Directions for this task
From the records below, take each line where the string "runs" shows up and copy it.
*** Block opens ***
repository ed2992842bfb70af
//! Router assembly.

mod car;
mod common;

pub use car::car_routes;
pub use common::common_routes;

use crate::config::Settings;
use crate::openapi::openapi_routes;
use crate::state::AppState;
use axum::Router;
use tower_http::limit::RequestBodyLimitLayer;
use tower_http::trace::TraceLayer;

/// Full application: common routes, `/api/cars`, the OpenAPI document, body limit and request tracing.
pub fn app(state: AppState, settings: &Settings) -> Router {
    Router::new()
        .merge(common_routes(state.clone()))
        .merge(openapi_routes())
        .nest("/api", car_routes(state))
        .layer(RequestBodyLimitLayer::new(settings.body_limit))
        .layer(TraceLayer::new_for_http())
}
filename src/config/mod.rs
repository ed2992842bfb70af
pub mod settings;

pub use settings::*;
//! Runtime settings from the environment (after loading `.env` when present).

use crate::error::ConfigError;
use std::net::SocketAddr;

pub const DEFAULT_BIND_ADDR: &str = "0.0.0.0:8080";
pub const DEFAULT_APP_NAME: &str = "carApp";
pub const DEFAULT_MAX_CONNECTIONS: u32 = 5;
pub const DEFAULT_BODY_LIMIT: usize = 64 * 1024;

#[derive(Clone, Debug)]
pub struct Settings {
    /// `None` runs the service on the in-memory store.
    pub database_url: Option<String>,
    pub max_connections: u32,
    pub bind_addr: SocketAddr,
    /// Prefix of the `X-<app>-alert` / `X-<app>-params` headers.
    pub app_name: String,
    pub body_limit: usize,
}

impl Default for Settings {
    fn default() -> Self {
        Self {
            database_url: None,
            max_connections: DEFAULT_MAX_CONNECTIONS,
            bind_addr: SocketAddr::from(([0, 0, 0, 0], 8080)),
            app_name: DEFAULT_APP_NAME.to_string(),
            body_limit: DEFAULT_BODY_LIMIT,
        }
    }
}

impl Settings {
    pub fn from_env() -> Result<Self, ConfigError> {
        Self::from_lookup(|var| std::env::var(var).ok())
    }

    /// Build settings from any variable lookup; empty values count as unset.
    pub fn from_lookup<F>(lookup: F) -> Result<Self, ConfigError>
    where
        F: Fn(&str) -> Option<String>,
    {
        let get = |var: &str| lookup(var).map(|v| v.trim().to_string()).filter(|v| !v.is_empty());
        let defaults = Settings::default();
        Ok(Settings {
            database_url: get("DATABASE_URL"),
            max_connections: parse_or(get("DATABASE_MAX_CONNECTIONS"), "DATABASE_MAX_CONNECTIONS", defaults.max_connections)?,
            bind_addr: parse_or(get("BIND_ADDR"), "BIND_ADDR", defaults.bind_addr)?,
            app_name: get("APP_NAME").unwrap_or(defaults.app_name),
            body_limit: parse_or(get("REQUEST_BODY_LIMIT"), "REQUEST_BODY_LIMIT", defaults.body_limit)?,
        })
    }
}

fn parse_or<T>(raw: Option<String>, var: &'static str, default: T) -> Result<T, ConfigError>
where
    T: std::str::FromStr,
    T::Err: std::fmt::Display,
{
    match raw {
        None => Ok(default),
        Some(s) => s.parse().map_err(|e: T::Err| ConfigError::Invalid {
            var,
            message: format!("'{}': {}", s, e),
        }),
    }
}
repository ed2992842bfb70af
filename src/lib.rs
//! Car service: REST CRUD and criteria search for the Car resource.

pub mod config;
pub mod criteria;
pub mod domain;
pub mod error;
pub mod extractors;
pub mod handlers;
pub mod mapper;
pub mod openapi;
pub mod response;
pub mod routes;
pub mod service;
pub mod sql;
pub mod state;
pub mod store;

pub use config::Settings;
pub use criteria::{CarCriteria, CarField, Condition, FieldValue, Sort, SortOrder};
pub use domain::{Car, CarDto, CarPatch};
pub use error::{AppError, ConfigError};
pub use routes::{app, car_routes, common_routes};
pub use service::{CarQueryService, CarService};
pub use state::AppState;
pub use store::{ensure_database_exists, ensure_schema, CarRepository, InMemoryCarRepository, PgCarRepository};
use crate::criteria::{compare_cars, CarCriteria, Sort};
use crate::domain::Car;
use crate::error::AppError;
use crate::store::{CarRepository, UpdateFn};
use async_trait::async_trait;
use std::collections::BTreeMap;
use std::sync::{PoisonError, RwLock, RwLockReadGuard, RwLockWriteGuard};

#[derive(Debug)]
struct Rows {
    cars: BTreeMap<i64, Car>,
    next_id: i64,
}

/// Process-local car store. Ids start at 1 and only grow; every call runs under one lock.
#[derive(Debug)]
pub struct InMemoryCarRepository {
    rows: RwLock<Rows>,
}

impl Default for InMemoryCarRepository {
    fn default() -> Self {
        Self {
            rows: RwLock::new(Rows {
                cars: BTreeMap::new(),
                next_id: 1,
            }),
        }
    }
}

impl InMemoryCarRepository {
    pub fn new() -> Self {
        Self::default()
    }

    fn read(&self) -> RwLockReadGuard<'_, Rows> {
        self.rows.read().unwrap_or_else(PoisonError::into_inner)
    }

    fn write(&self) -> RwLockWriteGuard<'_, Rows> {
        self.rows.write().unwrap_or_else(PoisonError::into_inner)
    }
}

#[async_trait]
impl CarRepository for InMemoryCarRepository {
    async fn save(&self, mut car: Car) -> Result<Car, AppError> {
        let mut rows = self.write();
        let id = match car.id {
            Some(id) => id,
            None => rows.next_id,
        };
        rows.next_id = rows.next_id.max(id.saturating_add(1));
        car.id = Some(id);
        rows.cars.insert(id, car.clone());
        Ok(car)
    }

    async fn find_by_id(&self, id: i64) -> Result<Option<Car>, AppError> {
        Ok(self.read().cars.get(&id).cloned())
    }

    async fn find_all(&self, criteria: &CarCriteria, sort: &[Sort]) -> Result<Vec<Car>, AppError> {
        let mut cars: Vec<Car> = self
            .read()
            .cars
            .values()
            .filter(|c| criteria.matches(c))
            .cloned()
            .collect();
        cars.sort_by(|a, b| compare_cars(sort, a, b));
        Ok(cars)
    }

    async fn count(&self, criteria: &CarCriteria) -> Result<u64, AppError> {
        Ok(self.read().cars.values().filter(|c| criteria.matches(c)).count() as u64)
    }

    async fn exists_by_id(&self, id: i64) -> Result<bool, AppError> {
        Ok(self.read().cars.contains_key(&id))
    }

    async fn delete_by_id(&self, id: i64) -> Result<(), AppError> {
        self.write().cars.remove(&id);
        Ok(())
    }

    async fn update_with(&self, id: i64, apply: UpdateFn) -> Result<Option<Car>, AppError> {
        let mut rows = self.write();
        let Some(car) = rows.cars.get_mut(&id) else {
            return Ok(None);
        };
        apply(car);
        car.id = Some(id);
        Ok(Some(car.clone()))
    }

    async fn ping(&self) -> Result<(), AppError> {
        Ok(())
    }
}

#[cfg(test)]
mod tests {
    use super::*;
    use crate::criteria::{CarField, Condition, FieldValue, SortOrder};

    #[tokio::test]
    async fn save_assigns_increasing_ids() {
        let repo = InMemoryCarRepository::new();
        let a = repo.save(Car::new().name("a")).await.unwrap();
        let b = repo.save(Car::new().name("b")).await.unwrap();
        assert_eq!(a.id, Some(1));
        assert_eq!(b.id, Some(2));
        assert_eq!(repo.count(&CarCriteria::new()).await.unwrap(), 2);
    }

    #[tokio::test]
    async fn save_with_id_replaces_row() {
        let repo = InMemoryCarRepository::new();
        let a = repo.save(Car::new().name("a").price(1)).await.unwrap();
        let replaced = repo
            .save(Car { id: a.id, ..Car::new().name("b") })
            .await
            .unwrap();
        assert_eq!(replaced.id, a.id);
        let stored = repo.find_by_id(1).await.unwrap().unwrap();
        assert_eq!(stored.name.as_deref(), Some("b"));
        assert_eq!(stored.price, None);
        assert_eq!(repo.count(&CarCriteria::new()).await.unwrap(), 1);
    }

    #[tokio::test]
    async fn ids_are_not_reused_after_delete() {
        let repo = InMemoryCarRepository::new();
        repo.save(Car::new()).await.unwrap();
        repo.delete_by_id(1).await.unwrap();
        repo.delete_by_id(1).await.unwrap();
        let next = repo.save(Car::new()).await.unwrap();
        assert_eq!(next.id, Some(2));
    }

    #[tokio::test]
    async fn find_all_filters_and_sorts() {
        let repo = InMemoryCarRepository::new();
        for price in [3, 1, 2] {
            repo.save(Car::new().price(price)).await.unwrap();
        }
        repo.save(Car::new()).await.unwrap();

        let criteria = CarCriteria::new().and(CarField::Price, Condition::GreaterThan(FieldValue::Integer(1)));
        let sort = [Sort { field: CarField::Price, order: SortOrder::Desc }];
        let prices: Vec<_> = repo
            .find_all(&criteria, &sort)
            .await
            .unwrap()
            .into_iter()
            .map(|c| c.price)
            .collect();
        assert_eq!(prices, vec![Some(3), Some(2)]);
        assert_eq!(repo.count(&criteria).await.unwrap(), 2);

        let ids: Vec<_> = repo
            .find_all(&CarCriteria::new(), &[])
            .await
            .unwrap()
            .into_iter()
            .map(|c| c.id)
            .collect();
        assert_eq!(ids, vec![Some(1), Some(2), Some(3), Some(4)]);
    }

    #[tokio::test]
    async fn update_with_missing_id_is_none() {
        let repo = InMemoryCarRepository::new();
        let out = repo
            .update_with(42, Box::new(|car: &mut Car| car.price = Some(9)))
            .await
            .unwrap();
        assert!(out.is_none());
    }

    #[tokio::test]
    async fn update_with_keeps_id() {
        let repo = InMemoryCarRepository::new();
        repo.save(Car::new().price(1)).await.unwrap();
        let out = repo
            .update_with(
                1,
                Box::new(|car: &mut Car| {
                    car.id = Some(77);
                    car.price = Some(9);
                }),
            )
            .await
            .unwrap()
            .unwrap();
        assert_eq!(out.id, Some(1));
        assert_eq!(out.price, Some(9));
    }
}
*** Block closes ***
Exercise output
    /// `None` runs the service on the in-memory store.
/// Process-local car store. Ids start at 1 and only grow; every call runs under one lock.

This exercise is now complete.